HOW TO COMPLETE THIS TASK: Type out all the records once more, exactly.

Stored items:
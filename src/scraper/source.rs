use crate::domain::RawListing;
use crate::scraper::SourceError;
use std::fs::File;
use std::path::{Path, PathBuf};
use tracing::debug;

/// Anything that can hand back raw listings for a city.
///
/// Implementations are shared across fetch worker threads.
pub trait ListingSource: Send + Sync {
    fn fetch(&self, city: &str, limit: usize) -> Result<Vec<RawListing>, SourceError>;
}

impl<F> ListingSource for F
where
    F: Fn(&str, usize) -> Result<Vec<RawListing>, SourceError> + Send + Sync,
{
    fn fetch(&self, city: &str, limit: usize) -> Result<Vec<RawListing>, SourceError> {
        self(city, limit)
    }
}

/// Replays listings captured earlier, one `<city>.csv` file per city.
#[derive(Debug, Clone)]
pub struct RecordedSource {
    dir: PathBuf,
}

impl RecordedSource {
    pub fn new(dir: impl Into<PathBuf>) -> Self {
        Self { dir: dir.into() }
    }

    pub fn recording_path(&self, city: &str) -> PathBuf {
        self.dir.join(format!("{city}.csv"))
    }
}

pub fn read_raw_listings(path: &Path) -> Result<Vec<RawListing>, csv::Error> {
    let file = File::open(path)?;
    let mut reader = csv::Reader::from_reader(file);
    reader.deserialize().collect()
}

impl ListingSource for RecordedSource {
    fn fetch(&self, city: &str, limit: usize) -> Result<Vec<RawListing>, SourceError> {
        let path = self.recording_path(city);
        if !path.exists() {
            return Err(SourceError::Recording(format!(
                "no recording for '{city}' at {}",
                path.display()
            )));
        }

        let mut listings = read_raw_listings(&path)?;
        listings.truncate(limit);
        debug!("Replayed {} listings for {city}", listings.len());
        Ok(listings)
    }
}
// src/summary.rs

use crate::domain::{Listing, ListingTable};
use std::fmt;

/// count/mean/min/max of one numeric column, ignoring missing values.
#[derive(Debug, Clone, Copy, PartialEq)]
pub struct ColumnStats {
    pub count: usize,
    pub mean: Option<f64>,
    pub min: Option<f64>,
    pub max: Option<f64>,
}

impl ColumnStats {
    fn from_values(values: impl Iterator<Item = f64>) -> Self {
        let mut count = 0;
        let mut sum = 0.0;
        let mut min: Option<f64> = None;
        let mut max: Option<f64> = None;

        for value in values {
            count += 1;
            sum += value;
            min = Some(min.map_or(value, |m| m.min(value)));
            max = Some(max.map_or(value, |m| m.max(value)));
        }

        Self {
            count,
            mean: (count > 0).then(|| sum / count as f64),
            min,
            max,
        }
    }
}

#[derive(Debug, Clone, PartialEq)]
pub struct Summary {
    pub rows: usize,
    pub columns: Vec<(&'static str, ColumnStats)>,
}

impl Summary {
    pub fn column(&self, name: &str) -> Option<&ColumnStats> {
        self.columns
            .iter()
            .find(|(column, _)| *column == name)
            .map(|(_, stats)| stats)
    }
}

/// Descriptive statistics for the numeric columns of a cleaned table.
pub fn describe(table: &ListingTable<Listing>) -> Summary {
    let numeric: [(&'static str, fn(&Listing) -> Option<f64>); 7] = [
        ("price", |l: &Listing| l.price),
        ("beds", |l: &Listing| l.beds),
        ("baths", |l: &Listing| l.baths),
        ("sqft", |l: &Listing| l.sqft),
        ("year_built", |l: &Listing| l.year_built.map(f64::from)),
        ("lot_size", |l: &Listing| l.lot_size),
        ("garage", |l: &Listing| l.garage.map(f64::from)),
    ];

    let columns = numeric
        .iter()
        .map(|(name, get)| (*name, ColumnStats::from_values(table.iter().filter_map(*get))))
        .collect();

    Summary {
        rows: table.len(),
        columns,
    }
}

fn cell(value: Option<f64>) -> String {
    value.map_or_else(|| "-".to_string(), |v| format!("{v:.2}"))
}

impl fmt::Display for Summary {
    fn fmt(&self, f: &mut fmt::Formatter<'_>) -> fmt::Result {
        writeln!(
            f,
            "{:<12}{:>8}{:>14}{:>14}{:>14}",
            "column", "count", "mean", "min", "max"
        )?;
        for (name, stats) in &self.columns {
            writeln!(
                f,
                "{:<12}{:>8}{:>14}{:>14}{:>14}",
                name,
                stats.count,
                cell(stats.mean),
                cell(stats.min),
                cell(stats.max)
            )?;
        }
        Ok(())
    }
}

#[cfg(test)]
mod tests {
    use super::*;

    #[test]
    fn test_describe_skips_missing() {
        let table = ListingTable::new(vec![
            Listing {
                price: Some(100.0),
                garage: Some(2),
                ..Default::default()
            },
            Listing {
                price: Some(300.0),
                ..Default::default()
            },
            Listing::default(),
        ]);

        let summary = describe(&table);

        assert_eq!(summary.rows, 3);
        let price = summary.column("price").unwrap();
        assert_eq!(price.count, 2);
        assert_eq!(price.mean, Some(200.0));
        assert_eq!(price.min, Some(100.0));
        assert_eq!(price.max, Some(300.0));
        assert_eq!(summary.column("garage").unwrap().count, 1);
    }

    #[test]
    fn test_empty_column() {
        let summary = describe(&ListingTable::empty());
        let sqft = summary.column("sqft").unwrap();
        assert_eq!(sqft.count, 0);
        assert_eq!(sqft.mean, None);
        assert!(summary.to_string().contains("sqft"));
    }
}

REPLY:
filename src/scraper/source.rs
use crate::domain::RawListing;
use crate::scraper::SourceError;
use std::fs::File;
use std::path::{Path, PathBuf};
use tracing::debug;

/// Anything that can hand back raw listings for a city.
///
/// Implementations are shared across fetch worker threads.
pub trait ListingSource: Send + Sync {
    fn fetch(&self, city: &str, limit: usize) -> Result<Vec<RawListing>, SourceError>;
}

impl<F> ListingSource for F
where
    F: Fn(&str, usize) -> Result<Vec<RawListing>, SourceError> + Send + Sync,
{
    fn fetch(&self, city: &str, limit: usize) -> Result<Vec<RawListing>, SourceError> {
        self(city, limit)
    }
}

/// Replays listings captured earlier, one `<city>.csv` file per city.
#[derive(Debug, Clone)]
pub struct RecordedSource {
    dir: PathBuf,
}

impl RecordedSource {
    pub fn new(dir: impl Into<PathBuf>) -> Self {
        Self { dir: dir.into() }
    }

    pub fn recording_path(&self, city: &str) -> PathBuf {
        self.dir.join(format!("{city}.csv"))
    }
}

pub fn read_raw_listings(path: &Path) -> Result<Vec<RawListing>, csv::Error> {
    let file = File::open(path)?;
    let mut reader = csv::Reader::from_reader(file);
    reader.deserialize().collect()
}

impl ListingSource for RecordedSource {
    fn fetch(&self, city: &str, limit: usize) -> Result<Vec<RawListing>, SourceError> {
        let path = self.recording_path(city);
        if !path.exists() {
            return Err(SourceError::Recording(format!(
                "no recording for '{city}' at {}",
                path.display()
            )));
        }

        let mut listings = read_raw_listings(&path)?;
        listings.truncate(limit);
        debug!("Replayed {} listings for {city}", listings.len());
        Ok(listings)
    }
}
// src/summary.rs

use crate::domain::{Listing, ListingTable};
use std::fmt;

/// count/mean/min/max of one numeric column, ignoring missing values.
#[derive(Debug, Clone, Copy, PartialEq)]
pub struct ColumnStats {
    pub count: usize,
    pub mean: Option<f64>,
    pub min: Option<f64>,
    pub max: Option<f64>,
}

impl ColumnStats {
    fn from_values(values: impl Iterator<Item = f64>) -> Self {
        let mut count = 0;
        let mut sum = 0.0;
        let mut min: Option<f64> = None;
        let mut max: Option<f64> = None;

        for value in values {
            count += 1;
            sum += value;
            min = Some(min.map_or(value, |m| m.min(value)));
            max = Some(max.map_or(value, |m| m.max(value)));
        }

        Self {
            count,
            mean: (count > 0).then(|| sum / count as f64),
            min,
            max,
        }
    }
}

#[derive(Debug, Clone, PartialEq)]
pub struct Summary {
    pub rows: usize,
    pub columns: Vec<(&'static str, ColumnStats)>,
}

impl Summary {
    pub fn column(&self, name: &str) -> Option<&ColumnStats> {
        self.columns
            .iter()
            .find(|(column, _)| *column == name)
            .map(|(_, stats)| stats)
    }
}

/// Descriptive statistics for the numeric columns of a cleaned table.
pub fn describe(table: &ListingTable<Listing>) -> Summary {
    let numeric: [(&'static str, fn(&Listing) -> Option<f64>); 7] = [
        ("price", |l: &Listing| l.price),
        ("beds", |l: &Listing| l.beds),
        ("baths", |l: &Listing| l.baths),
        ("sqft", |l: &Listing| l.sqft),
        ("year_built", |l: &Listing| l.year_built.map(f64::from)),
        ("lot_size", |l: &Listing| l.lot_size),
        ("garage", |l: &Listing| l.garage.map(f64::from)),
    ];

    let columns = numeric
        .iter()
        .map(|(name, get)| (*name, ColumnStats::from_values(table.iter().filter_map(*get))))
        .collect();

    Summary {
        rows: table.len(),
        columns,
    }
}

fn cell(value: Option<f64>) -> String {
    value.map_or_else(|| "-".to_string(), |v| format!("{v:.2}"))
}

impl fmt::Display for Summary {
    fn fmt(&self, f: &mut fmt::Formatter<'_>) -> fmt::Result {
        writeln!(
            f,
            "{:<12}{:>8}{:>14}{:>14}{:>14}",
            "column", "count", "mean", "min", "max"
        )?;
        for (name, stats) in &self.columns {
            writeln!(
                f,
                "{:<12}{:>8}{:>14}{:>14}{:>14}",
                name,
                stats.count,
                cell(stats.mean),
                cell(stats.min),
                cell(stats.max)
            )?;
        }
        Ok(())
    }
}

#[cfg(test)]
mod tests {
    use super::*;

    #[test]
    fn test_describe_skips_missing() {
        let table = ListingTable::new(vec![
            Listing {
                price: Some(100.0),
                garage: Some(2),
                ..Default::default()
            },
            Listing {
                price: Some(300.0),
                ..Default::default()
            },
            Listing::default(),
        ]);

        let summary = describe(&table);

        assert_eq!(summary.rows, 3);
        let price = summary.column("price").unwrap();
        assert_eq!(price.count, 2);
        assert_eq!(price.mean, Some(200.0));
        assert_eq!(price.min, Some(100.0));
        assert_eq!(price.max, Some(300.0));
        assert_eq!(summary.column("garage").unwrap().count, 1);
    }

    #[test]
    fn test_empty_column() {
        let summary = describe(&ListingTable::empty());
        let sqft = summary.column("sqft").unwrap();
        assert_eq!(sqft.count, 0);
        assert_eq!(sqft.mean, None);
        assert!(summary.to_string().contains("sqft"));
    }
}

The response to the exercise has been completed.